The US State Department yesterday designated Syed Salahuddin, the head of Kashmiri militant group Hizb-ul-Mujahideen (HM), as a specially designated global terrorist. The move comes just hours before the first meeting between Prime Minister Narendra Modi and US President Donald Trump at the White House.

Hizbul chief Syed Salahuddin.
Hizbul chief Syed Salahuddin. Photo courtesy: NIA

As a consequence of this designation, US persons are generally prohibited from engaging in transactions with Salahuddin and all of hisproperty and interests in property subject to United States jurisdiction are blocked.

A native of Budgam district in central Kashmir, Salaluddin had shifted to Pakistan-occupied Kashmir (PoK) around 1989 from where he played a key role in fueling militancy in Kashmir for 27 years; training and arming youth before sending them back to the Kashmir valley. He also heads the United Jihad Council, the umbrella body set up in the mid-1990s to oversee terror outfits active in Jammu and Kashmir.

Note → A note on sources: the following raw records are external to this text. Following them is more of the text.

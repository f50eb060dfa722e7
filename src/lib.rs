pub mod config;
pub mod error;
pub mod logger;
pub mod semester;
pub mod transport;
pub mod session;
pub mod extractor;
pub mod search_result;
pub mod paginator;
pub mod detail_pool;
pub mod output;
pub mod runner;

// Exporting types for convenience
pub use config::Config;
pub use error::SearchError;
pub use semester::{Query, Semester, SemesterKind};
pub use transport::{HttpTransport, Transport};
pub use session::{FlowSession, PageRequest};
pub use extractor::ResultExtractor;
pub use search_result::{CourseDetails, SearchResult};
pub use paginator::collect_results;
pub use detail_pool::DetailPool;
pub use runner::{search, SearchOutcome};
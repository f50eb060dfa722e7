use std::error::Error;
use std::io::Write;
use serde::Serialize;
use crate::search_result::SearchResult;

const HEADER: [&str; 6] = [
    "Nummer",
    "Veranstaltungstitel",
    "Veranstaltungsart",
    "Dozent/-in (verantw.)",
    "Dozent/-in (durchf.)",
    "Organisationseinheit",
];
const DETAIL_HEADER: [&str; 2] = ["SWS", "Link"];

/// Pipe separated table with a header row. Fields are written raw, never
/// quoted. The detail columns are written only when details were requested.
pub fn write_table<W: Write>(out: W, results: &[SearchResult], with_details: bool) -> Result<(), Box<dyn Error>> {
    let mut writer = csv::WriterBuilder::new()
        .delimiter(b'|')
        .quote_style(csv::QuoteStyle::Never)
        .has_headers(false)
        .from_writer(out);

    let mut header: Vec<&str> = HEADER.to_vec();
    if with_details {
        header.extend(DETAIL_HEADER);
    }
    writer.write_record(&header)?;

    for r in results {
        let mut row = vec![
            r.number.as_str(),
            r.title.as_str(),
            r.kind.as_str(),
            r.resp_instructor.as_str(),
            r.exec_instructor.as_str(),
            r.unit.as_str(),
        ];
        if with_details {
            row.push(r.sws.as_deref().unwrap_or_default());
            row.push(r.link.as_deref().unwrap_or_default());
        }
        writer.write_record(&row)?;
    }

    writer.flush()?;
    Ok(())
}

#[derive(Serialize)]
struct DetailedResult<'a> {
    #[serde(flatten)]
    result: &'a SearchResult,
    sws: &'a str,
    link: &'a str,
}

pub fn write_json<W: Write>(out: W, results: &[SearchResult], with_details: bool) -> Result<(), Box<dyn Error>> {
    if with_details {
        let detailed: Vec<DetailedResult> = results
            .iter()
            .map(|r| DetailedResult {
                result: r,
                sws: r.sws.as_deref().unwrap_or_default(),
                link: r.link.as_deref().unwrap_or_default(),
            })
            .collect();
        serde_json::to_writer_pretty(out, &detailed)?;
    } else {
        serde_json::to_writer_pretty(out, results)?;
    }
    Ok(())
}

Salahuddin, also known as Syed Mohammed Yusuf Shah, had vowed to block any peaceful resolution to the Kashmir conflict, threatened to train more Kashmiri suicide bombers, and vowed to turn the Kashmir valley “into a graveyard for Indian forces”.

“Under Salahuddin’s tenure as senior HM leader, HM has claimed responsibility for several attacks, including the April 2014 explosives attack in Jammu and Kashmir, which injured 17 people,” the US State Department said. Following the designation of Salahuddin as the global terrorist, the State Department in a notification said he has committed, or poses a significant risk of committing, acts of terrorism.

"It vindicates India's longstanding position that cross-border terrorism is behind the crisis created in Kashmir, especially since last year. It underlines strongly the fact that both India and the US face the threat of terrorism and are working together to counter this threat. Terrorism knows no boundaries," said Indian Ministry of External Affairs Gopal Baglay.

The US move is seen to signal that the Trump administration will take a tougher stance on Pakistan harbouring terror groups.